→ TASK TO COMPLETE
Beginning with the first entry, print all the records exactly.

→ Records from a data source
------------------------

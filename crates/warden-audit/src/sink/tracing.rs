// Copyright (c) 2025 Geoffrey Huntley <ghuntley@ghuntley.com>. All rights reserved.
// SPDX-License-Identifier: Proprietary

use std::sync::Arc;

use async_trait::async_trait;
use tracing::Level;

use super::{AuditSink, AuditSinkError};
use crate::filter::AuditFilterConfig;
use crate::record::{AuditRecord, AuditSeverity};

/// Emits each record as a structured `tracing` event under `warden_audit`.
pub struct TracingAuditSink {
	filter: AuditFilterConfig,
}

impl TracingAuditSink {
	pub fn new(filter: AuditFilterConfig) -> Self {
		Self { filter }
	}
}

pub fn severity_to_level(severity: AuditSeverity) -> Level {
	match severity {
		AuditSeverity::Debug => Level::DEBUG,
		AuditSeverity::Info | AuditSeverity::Notice => Level::INFO,
		AuditSeverity::Warning => Level::WARN,
		AuditSeverity::Error => Level::ERROR,
	}
}

macro_rules! audit_event {
	($level:ident, $record:expr) => {{
		let event = &$record.event;
		tracing::$level!(
			target: "warden_audit",
			id = %event.id,
			timestamp = %event.timestamp.to_rfc3339(),
			severity = %$record.severity,
			snapshot_version = event.snapshot_version,
			actor_id = %event.actor_id,
			actor_kind = %event.actor_kind,
			tenant_id = %event.tenant_id,
			action = %event.action,
			resource_type = %event.resource_type,
			resource_id = event.resource_id.as_deref(),
			allowed = event.decision.allowed,
			reason = %event.decision.reason,
			rules = ?event.decision.rule_ids(),
			"authorization decision"
		)
	}};
}

#[async_trait]
impl AuditSink for TracingAuditSink {
	fn name(&self) -> &str {
		"tracing"
	}

	fn filter(&self) -> &AuditFilterConfig {
		&self.filter
	}

	async fn publish(&self, record: Arc<AuditRecord>) -> Result<(), AuditSinkError> {
		match severity_to_level(record.severity) {
			Level::DEBUG => audit_event!(debug, record),
			Level::INFO => audit_event!(info, record),
			Level::WARN => audit_event!(warn, record),
			_ => audit_event!(error, record),
		}
		Ok(())
	}
}
// Copyright (c) 2025 Geoffrey Huntley <ghuntley@ghuntley.com>. All rights reserved.
// SPDX-License-Identifier: Proprietary

use thiserror::Error;

use crate::actor::ActorKind;
use crate::types::{ActorId, PolicyId, RoleId, TenantId};

pub type ConfigResult<T> = Result<T, ConfigurationError>;

/// Raised while building a snapshot. A snapshot that fails to build is never
/// published.
#[derive(Error, Debug, Clone, PartialEq)]
pub enum ConfigurationError {
	#[error("role inheritance cycle detected at role {0}")]
	RoleCycle(RoleId),

	#[error("role {role} inherits from unknown role {parent}")]
	UnknownParentRole { role: RoleId, parent: RoleId },

	#[error("unknown role {0}")]
	UnknownRole(RoleId),

	#[error("unknown role '{name}' in tenant {tenant}")]
	UnknownRoleName { tenant: TenantId, name: String },

	#[error("unknown tenant {0}")]
	UnknownTenant(TenantId),

	#[error("unknown actor {0}")]
	UnknownActor(ActorId),

	#[error("{entity} belongs to tenant {found} but is referenced from tenant {expected}")]
	CrossTenantReference {
		entity: String,
		expected: TenantId,
		found: TenantId,
	},

	#[error("duplicate {kind} id {id}")]
	DuplicateId { kind: &'static str, id: String },

	#[error("duplicate membership for actor {actor} in tenant {tenant}")]
	DuplicateMembership { actor: ActorId, tenant: TenantId },

	#[error("unknown comparison operator '{operator}' on attribute '{path}'")]
	UnknownOperator { path: String, operator: String },

	#[error("invalid operand for '{operator}' on attribute '{path}': {message}")]
	InvalidOperand {
		path: String,
		operator: String,
		message: String,
	},

	#[error("malformed policy {policy}: {message}")]
	MalformedPolicy { policy: PolicyId, message: String },

	#[error("relation kind '{0}' has no permission mapping")]
	UnmappedRelation(String),

	#[error("relation inheritance cycle detected at '{0}'")]
	RelationCycle(String),
}

/// Internal failure during evaluation. The engine converts every one of these
/// into a closed `internal-error` decision.
#[derive(Error, Debug, Clone, PartialEq)]
pub enum EvaluationError {
	#[error("snapshot unavailable: {0}")]
	SnapshotUnavailable(String),

	#[error("tenant {tenant} is not present in snapshot version {version}")]
	UnknownTenant { tenant: TenantId, version: u64 },

	#[error("actor {0} is not present in the actor directory")]
	UnknownActor(ActorId),

	#[error("actor {actor} is registered as {registered} but the request claims {claimed}")]
	ActorKindMismatch {
		actor: ActorId,
		registered: ActorKind,
		claimed: ActorKind,
	},
}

------------------------

→ ANSWER TO THE EXERCISE
filename crates/warden-audit/src/sink/tracing.rs
// Copyright (c) 2025 Geoffrey Huntley <ghuntley@ghuntley.com>. All rights reserved.
// SPDX-License-Identifier: Proprietary

use std::sync::Arc;

use async_trait::async_trait;
use tracing::Level;

use super::{AuditSink, AuditSinkError};
use crate::filter::AuditFilterConfig;
use crate::record::{AuditRecord, AuditSeverity};

/// Emits each record as a structured `tracing` event under `warden_audit`.
pub struct TracingAuditSink {
	filter: AuditFilterConfig,
}

impl TracingAuditSink {
	pub fn new(filter: AuditFilterConfig) -> Self {
		Self { filter }
	}
}

pub fn severity_to_level(severity: AuditSeverity) -> Level {
	match severity {
		AuditSeverity::Debug => Level::DEBUG,
		AuditSeverity::Info | AuditSeverity::Notice => Level::INFO,
		AuditSeverity::Warning => Level::WARN,
		AuditSeverity::Error => Level::ERROR,
	}
}

macro_rules! audit_event {
	($level:ident, $record:expr) => {{
		let event = &$record.event;
		tracing::$level!(
			target: "warden_audit",
			id = %event.id,
			timestamp = %event.timestamp.to_rfc3339(),
			severity = %$record.severity,
			snapshot_version = event.snapshot_version,
			actor_id = %event.actor_id,
			actor_kind = %event.actor_kind,
			tenant_id = %event.tenant_id,
			action = %event.action,
			resource_type = %event.resource_type,
			resource_id = event.resource_id.as_deref(),
			allowed = event.decision.allowed,
			reason = %event.decision.reason,
			rules = ?event.decision.rule_ids(),
			"authorization decision"
		)
	}};
}

#[async_trait]
impl AuditSink for TracingAuditSink {
	fn name(&self) -> &str {
		"tracing"
	}

	fn filter(&self) -> &AuditFilterConfig {
		&self.filter
	}

	async fn publish(&self, record: Arc<AuditRecord>) -> Result<(), AuditSinkError> {
		match severity_to_level(record.severity) {
			Level::DEBUG => audit_event!(debug, record),
			Level::INFO => audit_event!(info, record),
			Level::WARN => audit_event!(warn, record),
			_ => audit_event!(error, record),
		}
		Ok(())
	}
}
// Copyright (c) 2025 Geoffrey Huntley <ghuntley@ghuntley.com>. All rights reserved.
// SPDX-License-Identifier: Proprietary

use thiserror::Error;

use crate::actor::ActorKind;
use crate::types::{ActorId, PolicyId, RoleId, TenantId};

pub type ConfigResult<T> = Result<T, ConfigurationError>;

/// Raised while building a snapshot. A snapshot that fails to build is never
/// published.
#[derive(Error, Debug, Clone, PartialEq)]
pub enum ConfigurationError {
	#[error("role inheritance cycle detected at role {0}")]
	RoleCycle(RoleId),

	#[error("role {role} inherits from unknown role {parent}")]
	UnknownParentRole { role: RoleId, parent: RoleId },

	#[error("unknown role {0}")]
	UnknownRole(RoleId),

	#[error("unknown role '{name}' in tenant {tenant}")]
	UnknownRoleName { tenant: TenantId, name: String },

	#[error("unknown tenant {0}")]
	UnknownTenant(TenantId),

	#[error("unknown actor {0}")]
	UnknownActor(ActorId),

	#[error("{entity} belongs to tenant {found} but is referenced from tenant {expected}")]
	CrossTenantReference {
		entity: String,
		expected: TenantId,
		found: TenantId,
	},

	#[error("duplicate {kind} id {id}")]
	DuplicateId { kind: &'static str, id: String },

	#[error("duplicate membership for actor {actor} in tenant {tenant}")]
	DuplicateMembership { actor: ActorId, tenant: TenantId },

	#[error("unknown comparison operator '{operator}' on attribute '{path}'")]
	UnknownOperator { path: String, operator: String },

	#[error("invalid operand for '{operator}' on attribute '{path}': {message}")]
	InvalidOperand {
		path: String,
		operator: String,
		message: String,
	},

	#[error("malformed policy {policy}: {message}")]
	MalformedPolicy { policy: PolicyId, message: String },

	#[error("relation kind '{0}' has no permission mapping")]
	UnmappedRelation(String),

	#[error("relation inheritance cycle detected at '{0}'")]
	RelationCycle(String),
}

/// Internal failure during evaluation. The engine converts every one of these
/// into a closed `internal-error` decision.
#[derive(Error, Debug, Clone, PartialEq)]
pub enum EvaluationError {
	#[error("snapshot unavailable: {0}")]
	SnapshotUnavailable(String),

	#[error("tenant {tenant} is not present in snapshot version {version}")]
	UnknownTenant { tenant: TenantId, version: u64 },

	#[error("actor {0} is not present in the actor directory")]
	UnknownActor(ActorId),

	#[error("actor {actor} is registered as {registered} but the request claims {claimed}")]
	ActorKindMismatch {
		actor: ActorId,
		registered: ActorKind,
		claimed: ActorKind,
	},
}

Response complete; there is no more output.